• **Available data**:
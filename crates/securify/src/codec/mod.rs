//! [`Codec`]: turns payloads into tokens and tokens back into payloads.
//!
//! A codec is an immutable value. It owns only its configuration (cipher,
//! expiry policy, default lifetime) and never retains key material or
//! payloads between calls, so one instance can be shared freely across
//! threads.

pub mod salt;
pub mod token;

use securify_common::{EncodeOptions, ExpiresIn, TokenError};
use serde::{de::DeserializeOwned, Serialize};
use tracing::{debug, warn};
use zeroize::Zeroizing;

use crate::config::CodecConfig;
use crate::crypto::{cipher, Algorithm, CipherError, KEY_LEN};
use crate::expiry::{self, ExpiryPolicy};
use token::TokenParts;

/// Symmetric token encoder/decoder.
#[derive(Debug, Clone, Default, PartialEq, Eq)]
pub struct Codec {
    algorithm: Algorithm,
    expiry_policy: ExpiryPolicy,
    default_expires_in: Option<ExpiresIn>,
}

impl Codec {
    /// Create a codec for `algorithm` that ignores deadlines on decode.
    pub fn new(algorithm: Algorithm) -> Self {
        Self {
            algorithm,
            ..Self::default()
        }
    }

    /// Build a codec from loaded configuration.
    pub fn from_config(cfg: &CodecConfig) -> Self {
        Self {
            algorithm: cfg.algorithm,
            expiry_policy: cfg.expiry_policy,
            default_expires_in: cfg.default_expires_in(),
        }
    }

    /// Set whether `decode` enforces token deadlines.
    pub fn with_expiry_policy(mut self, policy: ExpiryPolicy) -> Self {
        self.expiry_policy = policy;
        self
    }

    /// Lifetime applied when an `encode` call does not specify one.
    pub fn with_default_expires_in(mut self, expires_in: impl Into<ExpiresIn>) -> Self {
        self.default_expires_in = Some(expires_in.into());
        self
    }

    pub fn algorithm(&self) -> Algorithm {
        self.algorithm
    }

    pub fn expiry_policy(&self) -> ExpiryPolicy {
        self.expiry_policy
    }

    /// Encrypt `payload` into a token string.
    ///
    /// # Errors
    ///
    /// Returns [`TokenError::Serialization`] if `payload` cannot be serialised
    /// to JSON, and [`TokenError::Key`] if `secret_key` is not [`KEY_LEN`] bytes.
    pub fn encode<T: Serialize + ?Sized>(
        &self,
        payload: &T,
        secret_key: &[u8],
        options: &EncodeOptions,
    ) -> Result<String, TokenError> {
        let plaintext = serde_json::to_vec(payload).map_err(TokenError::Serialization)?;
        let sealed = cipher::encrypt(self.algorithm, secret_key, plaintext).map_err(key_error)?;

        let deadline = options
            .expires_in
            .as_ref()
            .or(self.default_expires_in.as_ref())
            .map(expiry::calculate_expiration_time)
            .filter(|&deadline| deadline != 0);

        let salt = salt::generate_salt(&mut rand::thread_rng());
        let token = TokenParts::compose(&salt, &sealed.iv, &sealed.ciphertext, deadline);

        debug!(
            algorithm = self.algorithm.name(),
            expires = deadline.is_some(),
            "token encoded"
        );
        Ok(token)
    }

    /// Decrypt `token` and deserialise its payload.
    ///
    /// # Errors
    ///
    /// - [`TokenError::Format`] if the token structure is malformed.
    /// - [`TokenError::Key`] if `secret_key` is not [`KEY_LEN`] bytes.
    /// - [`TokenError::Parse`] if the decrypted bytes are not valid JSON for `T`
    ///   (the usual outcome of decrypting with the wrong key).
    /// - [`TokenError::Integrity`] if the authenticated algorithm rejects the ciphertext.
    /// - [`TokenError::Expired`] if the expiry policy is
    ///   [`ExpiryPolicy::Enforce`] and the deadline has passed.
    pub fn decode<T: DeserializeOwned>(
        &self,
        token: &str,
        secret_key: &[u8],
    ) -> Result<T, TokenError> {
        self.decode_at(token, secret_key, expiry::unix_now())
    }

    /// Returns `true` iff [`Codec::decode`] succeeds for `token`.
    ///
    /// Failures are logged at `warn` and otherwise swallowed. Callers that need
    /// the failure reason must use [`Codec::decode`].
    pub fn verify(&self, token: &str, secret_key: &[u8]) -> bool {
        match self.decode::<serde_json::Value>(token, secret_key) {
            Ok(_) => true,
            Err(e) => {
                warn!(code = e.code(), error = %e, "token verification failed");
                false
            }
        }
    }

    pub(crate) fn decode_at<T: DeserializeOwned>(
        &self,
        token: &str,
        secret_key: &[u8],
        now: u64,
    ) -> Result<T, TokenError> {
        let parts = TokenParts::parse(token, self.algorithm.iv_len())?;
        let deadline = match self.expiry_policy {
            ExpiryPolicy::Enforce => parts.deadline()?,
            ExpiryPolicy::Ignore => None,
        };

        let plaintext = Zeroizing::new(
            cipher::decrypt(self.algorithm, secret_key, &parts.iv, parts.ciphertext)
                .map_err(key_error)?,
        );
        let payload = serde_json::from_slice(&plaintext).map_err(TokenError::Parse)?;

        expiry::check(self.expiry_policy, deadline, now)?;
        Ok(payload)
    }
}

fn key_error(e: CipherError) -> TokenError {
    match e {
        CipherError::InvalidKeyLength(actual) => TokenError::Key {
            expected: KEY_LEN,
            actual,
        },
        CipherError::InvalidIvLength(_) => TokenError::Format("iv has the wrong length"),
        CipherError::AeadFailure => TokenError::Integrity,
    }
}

• **Work order**: Scan the listing above and report how many of its lines hold the word "deadlines", giving the number only.

• **Task answer**: 2